[Neo4j] Re: large cypher statements

José F . Morales Thu, 04 Dec 2014 15:09:42 -0800

Andrii and Michael,

Sorry for the delay in response. I was a little under the weather.   
ANYHOW, it looks like I figured out how to do the data loading! I was 
trying several approaches and the one using Michael's shell tools seems to 
have worked! There were info from Andrii that proved important as well! 
(my_node_ID as integer).  The loading of the 18k NODES was in seconds.
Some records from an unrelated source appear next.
//! Analyzer configuration.
//!
//! Every threshold the pipeline uses lives here with its default. Configs
//! are plain serde structs so a host can load them next to the question
//! bank; `validate()` rejects values the algorithms cannot work with.

use serde::{Deserialize, Serialize};

use crate::model::{TraitId, MAX_LATENT_COMPONENTS};
use crate::{Error, Result};

// ============================================================================
// Top-level
// ============================================================================

/// Configuration for the whole pipeline.
#[derive(Debug, Clone, Default, PartialEq, Serialize, Deserialize)]
#[serde(default)]
pub struct AnalyzerConfig {
    pub profile: ProfileConfig,
    pub patterns: PatternConfig,
    pub projection: ProjectionConfig,
}

impl AnalyzerConfig {
    pub fn validate(&self) -> Result<()> {
        self.profile.validate()?;
        self.patterns.validate()?;
        self.projection.validate()
    }
}

// ============================================================================
// Profile analysis
// ============================================================================

/// Thresholds for [`ProfileAnalyzer`](crate::analyzer::ProfileAnalyzer).
#[derive(Debug, Clone, PartialEq, Serialize, Deserialize)]
#[serde(default)]
pub struct ProfileConfig {
    /// How many traits count as dominant (globally and per context).
    pub top_n: usize,
    /// How many co-activation patterns the profile keeps.
    pub pattern_top_n: usize,
    /// Smallest latent cluster worth reporting.
    pub min_cluster_size: usize,
    /// Minimum mean conditional probability for a clustering edge.
    pub min_co_activation: f64,
    /// Cap on cluster members. At most [`MAX_LATENT_COMPONENTS`].
    pub max_cluster_size: usize,
    /// Neighbors added per expanded node.
    pub max_branching: usize,
    /// Semantically opposite traits, used for contradiction tolerance
    /// and tension.
    pub opposite_pairs: Vec<(TraitId, TraitId)>,
}

impl Default for ProfileConfig {
    fn default() -> Self {
        Self {
            top_n: 5,
            pattern_top_n: 10,
            min_cluster_size: 3,
            min_co_activation: 0.3,
            max_cluster_size: MAX_LATENT_COMPONENTS,
            max_branching: 3,
            opposite_pairs: default_opposite_pairs(),
        }
    }
}

/// The built-in opposite-pair table.
pub fn default_opposite_pairs() -> Vec<(TraitId, TraitId)> {
    [
        ("control_seeking", "trust_delegating"),
        ("social_energizing", "solitude_recharging"),
        ("structure_seeking", "spontaneity"),
        ("logical_analysis", "empathic_attunement"),
        ("risk_taking", "risk_averse"),
        ("novelty_seeking", "tradition_keeping"),
        ("assertive_expression", "reserved_expression"),
    ]
    .into_iter()
    .map(|(a, b)| (TraitId::from(a), TraitId::from(b)))
    .collect()
}

impl ProfileConfig {
    pub fn validate(&self) -> Result<()> {
        if self.top_n == 0 {
            return Err(Error::Config("profile.top_n must be at least 1".into()));
        }
        if !(0.0..=1.0).contains(&self.min_co_activation) {
            return Err(Error::Config(format!(
                "profile.min_co_activation must be in [0, 1], got {}",
                self.min_co_activation
            )));
        }
        if self.max_cluster_size == 0 || self.max_cluster_size > MAX_LATENT_COMPONENTS {
            return Err(Error::Config(format!(
                "profile.max_cluster_size must be in [1, {MAX_LATENT_COMPONENTS}], got {}",
                self.max_cluster_size
            )));
        }
        if self.min_cluster_size > self.max_cluster_size {
            return Err(Error::Config(format!(
                "profile.min_cluster_size {} exceeds max_cluster_size {}",
                self.min_cluster_size, self.max_cluster_size
            )));
        }
        if self.max_branching == 0 {
            return Err(Error::Config("profile.max_branching must be at least 1".into()));
        }
        if let Some((a, _)) = self.opposite_pairs.iter().find(|(a, b)| a == b) {
            return Err(Error::Config(format!("opposite pair ({a}, {a}) pairs a trait with itself")));
        }
        Ok(())
    }
}

// ============================================================================
// Response patterns
// ============================================================================

/// Which mirror pairs divide the latent-contradiction count.
#[derive(Debug, Clone, Copy, PartialEq, Eq, Default, Serialize, Deserialize)]
#[serde(rename_all = "snake_case")]
pub enum ContradictionDenominator {
    /// Every configured mirror pair. Comparable across subjects who
    /// skipped different questions.
    #[default]
    AllPairs,
    /// Only pairs where both vignettes were answered.
    AnsweredPairs,
}

/// Thresholds for [`ResponsePatternAnalyzer`](crate::patterns::ResponsePatternAnalyzer).
#[derive(Debug, Clone, PartialEq, Serialize, Deserialize)]
#[serde(default)]
pub struct PatternConfig {
    /// Responses faster than this count as fast.
    pub fast_response_ms: u64,
    /// Responses slower than this count as latency spikes.
    pub slow_response_ms: u64,
    /// Hedging responses needed for `HedgingBias`.
    pub hedging_flag_min: usize,
    /// Responses with more than one change needed for `BacktrackPattern`.
    pub backtrack_flag_min: usize,
    /// Share of fast responses that raises `FastUniformResponses`.
    pub fast_uniform_ratio: f64,
    /// Social desirability above this raises `SocialDesirabilitySpike`.
    pub social_desirability_flag: f64,
    /// Latency spikes are "rare" up to this share of responses.
    pub latency_spike_max_ratio: f64,
    pub contradiction_denominator: ContradictionDenominator,
}

impl Default for PatternConfig {
    fn default() -> Self {
        Self {
            fast_response_ms: 2_000,
            slow_response_ms: 30_000,
            hedging_flag_min: 3,
            backtrack_flag_min: 3,
            fast_uniform_ratio: 0.8,
            social_desirability_flag: 0.7,
            latency_spike_max_ratio: 0.2,
            contradiction_denominator: ContradictionDenominator::AllPairs,
        }
    }
}

impl PatternConfig {
    pub fn validate(&self) -> Result<()> {
        if self.fast_response_ms >= self.slow_response_ms {
            return Err(Error::Config(format!(
                "patterns.fast_response_ms ({}) must be below slow_response_ms ({})",
                self.fast_response_ms, self.slow_response_ms
            )));
        }
        for (name, v) in [
            ("fast_uniform_ratio", self.fast_uniform_ratio),
            ("social_desirability_flag", self.social_desirability_flag),
            ("latency_spike_max_ratio", self.latency_spike_max_ratio),
        ] {
            if !(0.0..=1.0).contains(&v) {
                return Err(Error::Config(format!("patterns.{name} must be in [0, 1], got {v}")));
            }
        }
        Ok(())
    }
}

// ============================================================================
// Projection
// ============================================================================

/// Constants for [`CategoricalProjector`](crate::projection::CategoricalProjector).
#[derive(Debug, Clone, PartialEq, Serialize, Deserialize)]
#[serde(default)]
pub struct ProjectionConfig {
    /// Floor for the confidence denominator.
    pub epsilon: f64,
    /// Variant score at or above this picks the assertive variant.
    pub variant_threshold: f64,
    /// Weight of `(1 - change rate)` in the variant score.
    pub stability_weight: f64,
    /// Average response time below this earns the speed bonus.
    pub fast_average_ms: f64,
    /// Average response time above this costs the speed penalty.
    pub slow_average_ms: f64,
    pub speed_bonus: f64,
    /// Weight of `(1 - latent contradiction)` in the variant score.
    pub consistency_weight: f64,
    /// Composite cognitive-function score needed to report a sub-trait.
    pub sub_trait_threshold: f64,
    pub max_sub_traits: usize,
}

impl Default for ProjectionConfig {
    fn default() -> Self {
        Self {
            epsilon: 0.1,
            variant_threshold: 2.0,
            stability_weight: 2.0,
            fast_average_ms: 8_000.0,
            slow_average_ms: 20_000.0,
            speed_bonus: 0.5,
            consistency_weight: 1.0,
            sub_trait_threshold: 2.0,
            max_sub_traits: 3,
        }
    }
}

impl ProjectionConfig {
    pub fn validate(&self) -> Result<()> {
        if self.epsilon <= 0.0 {
            return Err(Error::Config(format!("projection.epsilon must be positive, got {}", self.epsilon)));
        }
        if self.fast_average_ms > self.slow_average_ms {
            return Err(Error::Config(format!(
                "projection.fast_average_ms ({}) exceeds slow_average_ms ({})",
                self.fast_average_ms, self.slow_average_ms
            )));
        }
        Ok(())
    }
}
When 
I tested the RELS with a tiny data set it worked perfectly.  I am cleaning 
up the 52k RELS file after the first attempt failed because of a missing " 
 '  ".


My only issue is that the RELs loading is slow....

commit after 1000 row(s)  0. 1%: nodes = 0 rels = 1000 properties = 7000 
time 7059450 ms total 7059450 ms

Now I thought that if I created an index (below), it would be faster. 
Apparently not.  

neo4j-sh (?)$ auto-index LC_ID

Enabling auto-indexing of Node properties: [LC_ID]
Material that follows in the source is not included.